## Exercise description
The lines to copy are those in the records below that hold the word "outgoing".

## Given records

- Opening Delimiter -

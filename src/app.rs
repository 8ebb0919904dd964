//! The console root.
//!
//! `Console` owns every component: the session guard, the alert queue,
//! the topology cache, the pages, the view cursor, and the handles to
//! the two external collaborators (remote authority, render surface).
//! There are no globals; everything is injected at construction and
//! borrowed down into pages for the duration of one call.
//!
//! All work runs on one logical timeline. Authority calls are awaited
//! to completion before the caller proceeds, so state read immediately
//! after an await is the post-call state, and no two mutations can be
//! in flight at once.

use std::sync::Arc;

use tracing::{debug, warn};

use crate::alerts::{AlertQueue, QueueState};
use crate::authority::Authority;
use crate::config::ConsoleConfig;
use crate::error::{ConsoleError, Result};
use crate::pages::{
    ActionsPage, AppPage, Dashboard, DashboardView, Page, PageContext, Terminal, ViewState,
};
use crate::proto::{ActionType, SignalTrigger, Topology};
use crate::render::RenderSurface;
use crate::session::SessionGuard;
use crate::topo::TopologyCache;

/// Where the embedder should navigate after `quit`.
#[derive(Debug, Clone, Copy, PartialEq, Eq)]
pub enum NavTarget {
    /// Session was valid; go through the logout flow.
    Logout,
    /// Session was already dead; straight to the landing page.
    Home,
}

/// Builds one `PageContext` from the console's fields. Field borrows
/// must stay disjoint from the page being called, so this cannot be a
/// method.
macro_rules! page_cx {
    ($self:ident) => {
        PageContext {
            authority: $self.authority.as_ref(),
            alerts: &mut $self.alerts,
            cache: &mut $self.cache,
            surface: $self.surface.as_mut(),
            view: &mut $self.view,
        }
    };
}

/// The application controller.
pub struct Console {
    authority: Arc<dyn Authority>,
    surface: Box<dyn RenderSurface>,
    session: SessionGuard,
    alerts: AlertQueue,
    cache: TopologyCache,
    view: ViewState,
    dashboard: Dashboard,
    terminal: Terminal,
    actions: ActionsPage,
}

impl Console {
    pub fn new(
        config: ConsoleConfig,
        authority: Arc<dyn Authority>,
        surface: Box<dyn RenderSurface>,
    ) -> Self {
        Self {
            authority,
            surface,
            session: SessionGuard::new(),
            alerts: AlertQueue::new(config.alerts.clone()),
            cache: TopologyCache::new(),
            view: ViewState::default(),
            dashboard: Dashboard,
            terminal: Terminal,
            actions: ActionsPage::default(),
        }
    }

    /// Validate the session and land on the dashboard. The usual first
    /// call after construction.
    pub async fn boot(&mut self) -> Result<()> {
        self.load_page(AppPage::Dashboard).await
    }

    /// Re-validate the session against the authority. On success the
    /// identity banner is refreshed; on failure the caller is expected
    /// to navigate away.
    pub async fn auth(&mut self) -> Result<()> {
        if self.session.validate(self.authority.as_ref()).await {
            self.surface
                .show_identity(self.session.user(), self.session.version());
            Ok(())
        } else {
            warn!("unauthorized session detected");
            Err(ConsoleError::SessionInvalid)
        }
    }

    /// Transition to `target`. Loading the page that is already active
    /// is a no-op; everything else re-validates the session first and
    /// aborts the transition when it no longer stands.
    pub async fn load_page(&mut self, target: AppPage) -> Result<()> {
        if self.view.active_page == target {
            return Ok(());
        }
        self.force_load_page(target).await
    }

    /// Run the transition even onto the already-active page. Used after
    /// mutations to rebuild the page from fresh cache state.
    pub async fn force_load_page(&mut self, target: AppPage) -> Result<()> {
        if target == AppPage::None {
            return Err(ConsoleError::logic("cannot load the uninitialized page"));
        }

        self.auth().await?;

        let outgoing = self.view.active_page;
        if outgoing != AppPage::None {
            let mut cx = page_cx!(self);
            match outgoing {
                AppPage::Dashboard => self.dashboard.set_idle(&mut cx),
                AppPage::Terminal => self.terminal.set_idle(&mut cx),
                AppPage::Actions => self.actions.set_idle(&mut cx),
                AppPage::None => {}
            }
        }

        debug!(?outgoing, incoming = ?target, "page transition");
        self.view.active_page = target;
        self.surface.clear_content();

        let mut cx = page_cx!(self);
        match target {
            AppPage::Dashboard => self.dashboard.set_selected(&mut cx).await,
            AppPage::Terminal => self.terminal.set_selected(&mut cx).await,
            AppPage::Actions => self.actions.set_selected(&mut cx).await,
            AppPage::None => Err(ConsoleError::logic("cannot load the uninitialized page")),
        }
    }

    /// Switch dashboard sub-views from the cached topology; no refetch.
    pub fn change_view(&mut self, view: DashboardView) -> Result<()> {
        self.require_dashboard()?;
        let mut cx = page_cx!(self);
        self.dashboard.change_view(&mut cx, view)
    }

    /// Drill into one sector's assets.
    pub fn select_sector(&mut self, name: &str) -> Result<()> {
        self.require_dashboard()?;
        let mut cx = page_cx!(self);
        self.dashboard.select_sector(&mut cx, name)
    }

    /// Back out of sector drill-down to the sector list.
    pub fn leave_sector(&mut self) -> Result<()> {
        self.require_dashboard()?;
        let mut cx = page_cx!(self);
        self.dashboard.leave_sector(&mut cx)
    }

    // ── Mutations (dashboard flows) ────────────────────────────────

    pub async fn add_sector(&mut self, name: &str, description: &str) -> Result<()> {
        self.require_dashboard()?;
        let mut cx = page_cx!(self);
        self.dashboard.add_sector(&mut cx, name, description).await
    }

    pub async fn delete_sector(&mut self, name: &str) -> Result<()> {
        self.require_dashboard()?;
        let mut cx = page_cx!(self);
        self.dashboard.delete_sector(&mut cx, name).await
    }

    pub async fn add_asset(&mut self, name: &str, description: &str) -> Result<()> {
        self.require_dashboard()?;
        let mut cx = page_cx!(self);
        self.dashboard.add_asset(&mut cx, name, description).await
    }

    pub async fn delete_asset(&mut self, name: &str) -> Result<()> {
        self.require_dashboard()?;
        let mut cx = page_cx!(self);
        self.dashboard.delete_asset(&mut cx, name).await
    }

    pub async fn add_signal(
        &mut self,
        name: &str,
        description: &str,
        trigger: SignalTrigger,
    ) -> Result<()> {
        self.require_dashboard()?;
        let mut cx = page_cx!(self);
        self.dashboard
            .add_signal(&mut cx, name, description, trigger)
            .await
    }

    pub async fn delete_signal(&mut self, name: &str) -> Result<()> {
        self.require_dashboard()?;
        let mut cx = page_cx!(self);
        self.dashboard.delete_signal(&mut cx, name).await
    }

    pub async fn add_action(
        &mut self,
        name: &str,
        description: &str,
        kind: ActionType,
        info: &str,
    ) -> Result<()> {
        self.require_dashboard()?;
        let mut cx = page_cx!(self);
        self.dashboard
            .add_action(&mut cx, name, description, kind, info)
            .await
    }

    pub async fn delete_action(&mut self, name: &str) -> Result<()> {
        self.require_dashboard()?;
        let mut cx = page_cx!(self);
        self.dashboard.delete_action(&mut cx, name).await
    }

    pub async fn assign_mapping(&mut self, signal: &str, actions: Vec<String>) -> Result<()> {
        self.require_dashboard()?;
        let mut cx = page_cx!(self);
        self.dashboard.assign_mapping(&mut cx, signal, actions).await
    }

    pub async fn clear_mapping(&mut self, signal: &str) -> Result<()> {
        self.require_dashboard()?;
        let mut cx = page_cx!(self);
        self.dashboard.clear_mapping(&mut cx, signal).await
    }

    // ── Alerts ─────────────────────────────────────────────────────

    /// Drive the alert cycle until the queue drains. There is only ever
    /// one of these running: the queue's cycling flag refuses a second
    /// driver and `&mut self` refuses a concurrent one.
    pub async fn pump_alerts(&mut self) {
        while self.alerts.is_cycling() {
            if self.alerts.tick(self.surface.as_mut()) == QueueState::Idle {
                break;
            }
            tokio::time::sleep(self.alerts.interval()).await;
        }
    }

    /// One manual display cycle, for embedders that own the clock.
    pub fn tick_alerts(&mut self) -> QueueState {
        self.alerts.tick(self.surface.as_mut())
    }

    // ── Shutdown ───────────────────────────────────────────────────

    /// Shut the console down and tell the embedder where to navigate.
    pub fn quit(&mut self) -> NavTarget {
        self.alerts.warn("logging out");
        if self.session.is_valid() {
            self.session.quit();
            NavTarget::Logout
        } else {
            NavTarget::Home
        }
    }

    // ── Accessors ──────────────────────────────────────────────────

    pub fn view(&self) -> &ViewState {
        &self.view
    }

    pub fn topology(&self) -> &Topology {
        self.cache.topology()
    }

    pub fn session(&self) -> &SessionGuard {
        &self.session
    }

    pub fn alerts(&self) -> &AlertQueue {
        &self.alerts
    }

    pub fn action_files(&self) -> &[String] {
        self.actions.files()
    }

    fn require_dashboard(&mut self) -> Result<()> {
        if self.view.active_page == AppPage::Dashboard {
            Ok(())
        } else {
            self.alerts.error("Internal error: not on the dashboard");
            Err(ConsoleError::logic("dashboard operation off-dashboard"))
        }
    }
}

- Closing Delimiter -
- Opening Delimiter -

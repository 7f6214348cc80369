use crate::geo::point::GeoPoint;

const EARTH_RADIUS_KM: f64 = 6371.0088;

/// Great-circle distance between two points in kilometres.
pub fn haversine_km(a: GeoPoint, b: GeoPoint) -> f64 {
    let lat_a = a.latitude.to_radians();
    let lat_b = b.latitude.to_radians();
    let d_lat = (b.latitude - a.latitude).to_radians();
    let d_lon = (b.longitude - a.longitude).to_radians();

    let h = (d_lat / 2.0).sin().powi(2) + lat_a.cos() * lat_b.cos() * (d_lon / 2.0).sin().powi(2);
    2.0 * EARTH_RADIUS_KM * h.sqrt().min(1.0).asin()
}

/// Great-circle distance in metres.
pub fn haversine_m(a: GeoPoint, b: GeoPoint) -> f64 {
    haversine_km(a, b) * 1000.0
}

- Closing Delimiter -
- Opening Delimiter -

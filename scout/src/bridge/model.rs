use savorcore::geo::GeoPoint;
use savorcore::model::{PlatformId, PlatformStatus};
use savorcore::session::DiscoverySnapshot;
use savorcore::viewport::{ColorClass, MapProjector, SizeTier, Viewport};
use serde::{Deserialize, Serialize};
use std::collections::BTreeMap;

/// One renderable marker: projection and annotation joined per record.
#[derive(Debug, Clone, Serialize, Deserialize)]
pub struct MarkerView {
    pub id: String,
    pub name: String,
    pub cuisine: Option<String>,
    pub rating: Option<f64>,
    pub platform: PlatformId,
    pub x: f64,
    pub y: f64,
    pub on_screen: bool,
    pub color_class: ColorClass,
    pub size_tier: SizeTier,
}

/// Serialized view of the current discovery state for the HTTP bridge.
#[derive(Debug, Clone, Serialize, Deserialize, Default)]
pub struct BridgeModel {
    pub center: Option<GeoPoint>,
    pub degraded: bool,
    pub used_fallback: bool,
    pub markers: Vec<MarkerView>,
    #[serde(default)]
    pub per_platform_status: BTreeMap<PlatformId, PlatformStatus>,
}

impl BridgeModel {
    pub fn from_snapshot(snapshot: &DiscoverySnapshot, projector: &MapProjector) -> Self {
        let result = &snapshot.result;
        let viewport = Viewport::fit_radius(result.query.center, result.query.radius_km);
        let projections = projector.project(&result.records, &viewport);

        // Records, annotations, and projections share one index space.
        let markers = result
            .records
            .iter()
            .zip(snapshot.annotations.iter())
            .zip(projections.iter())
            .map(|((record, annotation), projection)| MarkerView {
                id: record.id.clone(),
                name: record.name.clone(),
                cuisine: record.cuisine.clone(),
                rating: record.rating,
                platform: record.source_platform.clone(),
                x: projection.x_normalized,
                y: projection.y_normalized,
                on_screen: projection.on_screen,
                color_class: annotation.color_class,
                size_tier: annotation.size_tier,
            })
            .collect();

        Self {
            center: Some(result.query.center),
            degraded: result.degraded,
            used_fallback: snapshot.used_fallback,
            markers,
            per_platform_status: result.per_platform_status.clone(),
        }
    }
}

- Closing Delimiter -

## Answer
        let outgoing = self.view.active_page;
        if outgoing != AppPage::None {
            match outgoing {
        debug!(?outgoing, incoming = ?target, "page transition");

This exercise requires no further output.